The geologic record fails to provide clarity as to whether past temperature changes have taken only a few decades or many millennia. In March 2020, researchers showed that larger ecosystems can 'collapse' faster than previously thought, the Amazon rainforest for example (to a savanna) within ~50 years and the coral reefs of the Caribbean within ~15 years once a mode of 'collapse' is triggered, which in case of Amazonia they estimate could be as early as in 2021.[24][25][26]
However, as recently as three million years ago, atmospheric concentrations of CO2 matched today's levels.
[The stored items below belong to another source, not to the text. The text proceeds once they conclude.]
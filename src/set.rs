mod node;
mod iter;

pub use node::*;
pub use iter::*;

use std::fmt;
use std::borrow::Borrow;
use std::iter::FromIterator;

use crate::map::{AVLMap, DisplayLevels, InvariantError};

/// A self-balancing binary search tree (AVL tree) of unique values
///
/// BST properties: For each node with value `v`:
/// - The value of each node in the left subtree is less than `v`
/// - The value of each node in the right subtree is greater than `v`
///
/// AVL property: for each node, the heights of its two subtrees differ by at most one.
///
/// Duplicate values are not allowed. Inserting a value that already exists in the set does not
/// modify the set.
#[derive(Clone)]
pub struct AVLSet<T> {
    items: AVLMap<T, ()>,
}

impl<T> Default for AVLSet<T> {
    fn default() -> Self {
        Self {
            items: Default::default(),
        }
    }
}

impl<T> fmt::Debug for AVLSet<T>
    where T: Ord + fmt::Debug,
{
    fn fmt(&self, f: &mut fmt::Formatter<'_>) -> fmt::Result {
        f.debug_set().entries(self.iter_inorder()).finish()
    }
}

impl<T: Ord + PartialEq> PartialEq for AVLSet<T> {
    fn eq(&self, other: &Self) -> bool {
        self.items.eq(&other.items)
    }
}

impl<T: Ord + Eq> Eq for AVLSet<T> {}

impl<T: Ord> AVLSet<T> {
    /// Creates an empty `AVLSet`
    ///
    /// # Examples
    ///
    /// ```
    /// use avl::AVLSet;
    /// let mut set: AVLSet<&str> = AVLSet::new();
    /// ```
    pub fn new() -> Self {
        Self::default()
    }

    /// Returns the number of items in the set (i.e. the number of nodes in the tree)
    ///
    /// Time complexity: `O(1)`
    ///
    /// # Examples
    ///
    /// ```
    /// use avl::AVLSet;
    ///
    /// let mut set = AVLSet::new();
    /// assert_eq!(set.len(), 0);
    /// set.insert(1);
    /// assert_eq!(set.len(), 1);
    /// ```
    pub fn len(&self) -> usize {
        self.items.len()
    }

    /// Returns true if the set is empty
    ///
    /// Time complexity: `O(1)`
    pub fn is_empty(&self) -> bool {
        self.items.is_empty()
    }

    /// Returns the height of the tree, or 0 if the set is empty
    pub fn height(&self) -> usize {
        self.items.height()
    }

    /// Returns `true` if the set contains the specified value.
    ///
    /// The value may be any borrowed form of the set's value type, but the ordering on the borrowed
    /// form must match the ordering on the value type.
    ///
    /// Time complexity: `O(log n)`
    ///
    /// # Examples
    ///
    /// ```
    /// use avl::AVLSet;
    ///
    /// let mut set = AVLSet::new();
    /// # assert!(!set.contains(&1));
    /// set.insert(1);
    /// assert!(set.contains(&1));
    /// assert!(!set.contains(&2));
    /// ```
    pub fn contains<Q>(&self, value: &Q) -> bool
        where T: Borrow<Q>,
              Q: Ord + ?Sized,
    {
        self.items.contains_key(value)
    }

    /// Returns a reference to the value in the set, or `None` if no such value exists
    ///
    /// Time complexity: `O(log n)`
    ///
    /// # Examples
    ///
    /// ```
    /// use avl::AVLSet;
    ///
    /// let mut set = AVLSet::new();
    /// set.insert(String::from("abc"));
    /// assert_eq!(set.get("abc"), Some(&String::from("abc")));
    /// assert_eq!(set.get("def"), None);
    /// ```
    pub fn get<Q>(&self, value: &Q) -> Option<&T>
        where T: Borrow<Q>,
              Q: Ord + ?Sized,
    {
        self.items.get_entry(value).map(|(value, ())| value)
    }

    /// Inserts a new value into the set, rebalancing as needed
    ///
    /// If the set did not have this value present, `true` is returned.
    ///
    /// If the set did have this value present, `false` is returned, and neither the stored value
    /// nor the shape of the tree is updated.
    ///
    /// Time complexity: `O(log n)`
    ///
    /// # Examples
    ///
    /// ```
    /// use avl::AVLSet;
    ///
    /// let mut set = AVLSet::new();
    /// # assert!(set.is_empty());
    /// assert!(set.insert(37));
    /// assert!(!set.is_empty());
    ///
    /// assert!(!set.insert(37));
    /// assert!(set.contains(&37));
    /// assert_eq!(set.len(), 1);
    /// ```
    pub fn insert(&mut self, value: T) -> bool {
        self.items.insert(value, ()).is_none()
    }

    /// Removes a value from the set, rebalancing as needed. Returns whether the value was present
    /// in the set.
    ///
    /// Removing a value that is not in the set leaves the tree untouched.
    ///
    /// Time complexity: `O(log n)`
    ///
    /// # Examples
    ///
    /// ```
    /// use avl::AVLSet;
    ///
    /// let mut set = AVLSet::new();
    /// set.insert(String::from("abc"));
    /// assert!(set.remove("abc"));
    /// assert!(!set.remove("def"));
    /// ```
    pub fn remove<Q>(&mut self, value: &Q) -> bool
        where T: Borrow<Q>,
              Q: Ord + ?Sized,
    {
        self.take(value).is_some()
    }

    /// Removes and returns the value in the set, if any, that is equal to the given one.
    ///
    /// # Examples
    ///
    /// ```
    /// use avl::AVLSet;
    ///
    /// let mut set = AVLSet::new();
    /// set.insert(String::from("abc"));
    /// assert_eq!(set.take("abc"), Some(String::from("abc")));
    /// assert_eq!(set.take("def"), None);
    /// ```
    pub fn take<Q>(&mut self, value: &Q) -> Option<T>
        where T: Borrow<Q>,
              Q: Ord + ?Sized,
    {
        self.items.remove_entry(value).map(|(value, ())| value)
    }

    /// Clears the set, removing all elements
    pub fn clear(&mut self) {
        self.items.clear();
    }

    /// Returns the values of the set in ascending order
    ///
    /// # Examples
    ///
    /// ```
    /// use avl::AVLSet;
    ///
    /// let set: AVLSet<_> = vec![10, 20, 30, 40, 50, 25].into_iter().collect();
    /// assert_eq!(set.inorder(), vec![10, 20, 25, 30, 40, 50]);
    /// ```
    pub fn inorder(&self) -> Vec<T>
        where T: Clone,
    {
        self.items.inorder()
    }

    /// Performs a pre-order traversal of the tree
    pub fn iter_preorder(&self) -> IterPreorder<T> {
        IterPreorder::new(&self.items)
    }

    /// Performs an in-order traversal of the tree
    pub fn iter_inorder(&self) -> IterInorder<T> {
        IterInorder::new(&self.items)
    }

    /// Performs a post-order traversal of the tree
    pub fn iter_postorder(&self) -> IterPostorder<T> {
        IterPostorder::new(&self.items)
    }

    /// Performs a level-order (breadth-first) traversal of the tree
    pub fn iter_levelorder(&self) -> IterLevelorder<T> {
        IterLevelorder::new(&self.items)
    }

    /// Returns an adapter that prints the tree one level per line, along with the height and
    /// balance factor of every node
    ///
    /// # Examples
    ///
    /// ```
    /// use avl::AVLSet;
    ///
    /// let set: AVLSet<_> = vec![1, 2].into_iter().collect();
    /// assert_eq!(
    ///     set.display_levels().to_string(),
    ///     "Level 0: 1 (h=2, bf=-1)\nLevel 1: 2 (h=1, bf=0)\n",
    /// );
    /// ```
    pub fn display_levels(&self) -> DisplayLevels<T, ()> {
        self.items.display_levels()
    }

    /// Checks every invariant of the tree, returning the first violation found
    pub fn validate(&self) -> Result<(), InvariantError> {
        self.items.validate()
    }

    /// Returns the root node of the tree, or `None` if the tree is empty
    ///
    /// Note that the root can be **any** value inserted into the set. It changes as the tree
    /// rotates to stay balanced. For a guaranteed ordering, use the various iteration methods.
    ///
    /// # Examples
    ///
    /// ```
    /// use avl::{AVLSet, set::Node};
    ///
    /// #[derive(Debug, PartialOrd, Ord, PartialEq, Eq)]
    /// struct Person {
    ///     pub name: String,
    /// }
    ///
    /// // Custom traversal through the values in the set
    /// fn find_name<'a>(node: Option<Node<'a, Person>>, target_name: &str) -> Option<Node<'a, Person>> {
    ///     let node = node?;
    ///     if node.value().name == target_name {
    ///         Some(node)
    ///     } else {
    ///         find_name(node.left(), target_name)
    ///             .or_else(|| find_name(node.right(), target_name))
    ///     }
    /// }
    ///
    /// let mut set = AVLSet::new();
    /// set.insert(Person {name: String::from("Manish")});
    /// set.insert(Person {name: String::from("Jane")});
    ///
    /// assert!(find_name(set.root(), "Jane").is_some());
    /// assert!(find_name(set.root(), "Bob").is_none());
    /// ```
    pub fn root(&self) -> Option<Node<T>> {
        self.items.root().map(Node::new)
    }
}

impl<T: Ord> Extend<T> for AVLSet<T> {
    fn extend<I: IntoIterator<Item = T>>(&mut self, iter: I) {
        self.items.extend(iter.into_iter().map(|value| (value, ())))
    }
}

impl<T: Ord> FromIterator<T> for AVLSet<T> {
    fn from_iter<I: IntoIterator<Item = T>>(iter: I) -> Self {
        Self {
            items: iter.into_iter().map(|value| (value, ())).collect(),
        }
    }
}
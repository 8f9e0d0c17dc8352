use std::iter::FusedIterator;

use super::Node;

/// Iterator over the entries of an `AVLMap` in ascending key order
///
/// Holds at most `height` nodes on its stack at any time.
#[derive(Debug, Clone)]
pub struct IterInorder<'a, K, V> {
    /// Nodes whose left subtree is being (or has been) visited, deepest on top
    stack: Vec<&'a Node<K, V>>,
    remaining: usize,
}

impl<'a, K, V> IterInorder<'a, K, V> {
    pub(super) fn new(root: Option<&'a Node<K, V>>, len: usize) -> Self {
        let mut iter = Self {
            stack: Vec::with_capacity(super::height(root)),
            remaining: len,
        };
        iter.push_left_spine(root);
        iter
    }

    /// Pushes `node` and every node reached by following `left` from it
    fn push_left_spine(&mut self, mut current: Option<&'a Node<K, V>>) {
        while let Some(node) = current {
            self.stack.push(node);
            current = node.left();
        }
    }
}

impl<'a, K, V> Iterator for IterInorder<'a, K, V> {
    type Item = (&'a K, &'a V);

    fn next(&mut self) -> Option<Self::Item> {
        let node = self.stack.pop()?;
        self.push_left_spine(node.right());
        self.remaining -= 1;

        Some((node.key(), node.value()))
    }

    fn size_hint(&self) -> (usize, Option<usize>) {
        (self.remaining, Some(self.remaining))
    }
}

impl<'a, K, V> ExactSizeIterator for IterInorder<'a, K, V> {}

impl<'a, K, V> FusedIterator for IterInorder<'a, K, V> {}
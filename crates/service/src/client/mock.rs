//! In-memory storage client for tests and doc examples.

use std::collections::{BTreeMap, HashSet};
use std::sync::{Mutex, MutexGuard, PoisonError};

use async_trait::async_trait;

use super::{BackendError, ConfigDetails, StorageClient};

pub const MOCK_SHARE_ROOT: &str = "/volumes";
pub const MOCK_MDS: &str = "10.0.0.1:6789";
pub const MOCK_KEYRING: &str = "AQBmock==";

/// Backend operations that can be made to fail.
#[derive(Debug, Clone, Copy, PartialEq, Eq, Hash)]
pub enum MockOp {
    Mount,
    CreateShare,
    DeleteShare,
    PathForShare,
    ConfigDetails,
}

#[derive(Default)]
struct MockState {
    mounted: bool,
    mount_calls: Vec<String>,
    shares: BTreeMap<String, String>,
    failing: HashSet<MockOp>,
}

#[derive(Default)]
pub struct MockStorageClient {
    state: Mutex<MockState>,
}

impl MockStorageClient {
    pub fn new() -> Self { Self::default() }

    /// Start with the shared filesystem already mounted.
    pub fn mounted() -> Self {
        let client = Self::default();
        client.lock().mounted = true;
        client
    }

    pub fn fail_on(&self, op: MockOp) {
        self.lock().failing.insert(op);
    }

    pub fn clear_failures(&self) {
        self.lock().failing.clear();
    }

    pub fn is_mounted(&self) -> bool { self.lock().mounted }

    pub fn mount_calls(&self) -> Vec<String> { self.lock().mount_calls.clone() }

    pub fn has_share(&self, share: &str) -> bool { self.lock().shares.contains_key(share) }

    pub fn share_names(&self) -> Vec<String> { self.lock().shares.keys().cloned().collect() }

    fn lock(&self) -> MutexGuard<'_, MockState> {
        self.state.lock().unwrap_or_else(PoisonError::into_inner)
    }

    fn check(state: &MockState, op: MockOp) -> Result<(), BackendError> {
        if state.failing.contains(&op) {
            return Err(BackendError::new(format!("injected {op:?} failure")));
        }
        Ok(())
    }
}

#[async_trait]
impl StorageClient for MockStorageClient {
    async fn is_filesystem_mounted(&self) -> bool { self.lock().mounted }

    async fn mount_filesystem(&self, path: &str) -> Result<String, BackendError> {
        let mut state = self.lock();
        Self::check(&state, MockOp::Mount)?;
        state.mount_calls.push(path.to_string());
        state.mounted = true;
        Ok(path.to_string())
    }

    async fn create_share(&self, share: &str) -> Result<String, BackendError> {
        let mut state = self.lock();
        Self::check(&state, MockOp::CreateShare)?;
        if !state.mounted {
            return Err(BackendError::new("filesystem not mounted"));
        }
        let path = format!("{MOCK_SHARE_ROOT}/{share}");
        state.shares.insert(share.to_string(), path.clone());
        Ok(path)
    }

    async fn delete_share(&self, share: &str) -> Result<(), BackendError> {
        let mut state = self.lock();
        Self::check(&state, MockOp::DeleteShare)?;
        state
            .shares
            .remove(share)
            .map(|_| ())
            .ok_or_else(|| BackendError::new(format!("share {share} does not exist")))
    }

    async fn path_for_share(&self, share: &str) -> Result<String, BackendError> {
        let state = self.lock();
        Self::check(&state, MockOp::PathForShare)?;
        state
            .shares
            .get(share)
            .cloned()
            .ok_or_else(|| BackendError::new(format!("share {share} does not exist")))
    }

    async fn config_details(&self) -> Result<ConfigDetails, BackendError> {
        let state = self.lock();
        Self::check(&state, MockOp::ConfigDetails)?;
        Ok(ConfigDetails { mds: MOCK_MDS.to_string(), keyring: MOCK_KEYRING.to_string() })
    }
}

#[cfg(test)]
mod tests {
    use super::*;

    #[tokio::test]
    async fn share_lifecycle_and_injection() {
        let client = MockStorageClient::new();
        assert!(!client.is_filesystem_mounted().await);
        assert!(client.create_share("x").await.is_err(), "needs a mount first");

        client.mount_filesystem("/").await.unwrap();
        assert!(client.is_mounted());
        assert_eq!(client.create_share("x").await.unwrap(), "/volumes/x");
        client.create_share("a").await.unwrap();
        assert_eq!(client.share_names(), vec!["a".to_string(), "x".to_string()]);
        assert_eq!(client.path_for_share("x").await.unwrap(), "/volumes/x");

        client.fail_on(MockOp::DeleteShare);
        assert!(client.delete_share("x").await.is_err());
        assert!(client.has_share("x"));

        client.clear_failures();
        client.delete_share("x").await.unwrap();
        assert!(client.path_for_share("x").await.is_err());
        assert_eq!(client.share_names(), vec!["a".to_string()]);
    }
}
At that time, average global temperatures were 3C higher than they are now and sea levels were 5-to-25 metres higher.[27]
Combining this historical information with the understanding of current climate change resulted in the finding published in 2018 in Proceedings of the National Academy of Sciences that "a 2 °C warming could activate important tipping elements, raising the temperature further to activate other tipping elements in a domino-like cascade that could take the Earth System to even higher temperatures".[11][10]
Tipping elements
Scientists have identified a large set of elements in the climate system which may have a tipping point.[28][9] It is possible that some tipping points are close to being crossed or have already been crossed, like the ice sheets in West Antarctic and Greenland, warm-water coral reefs, and the Amazon rainforest.[29][30]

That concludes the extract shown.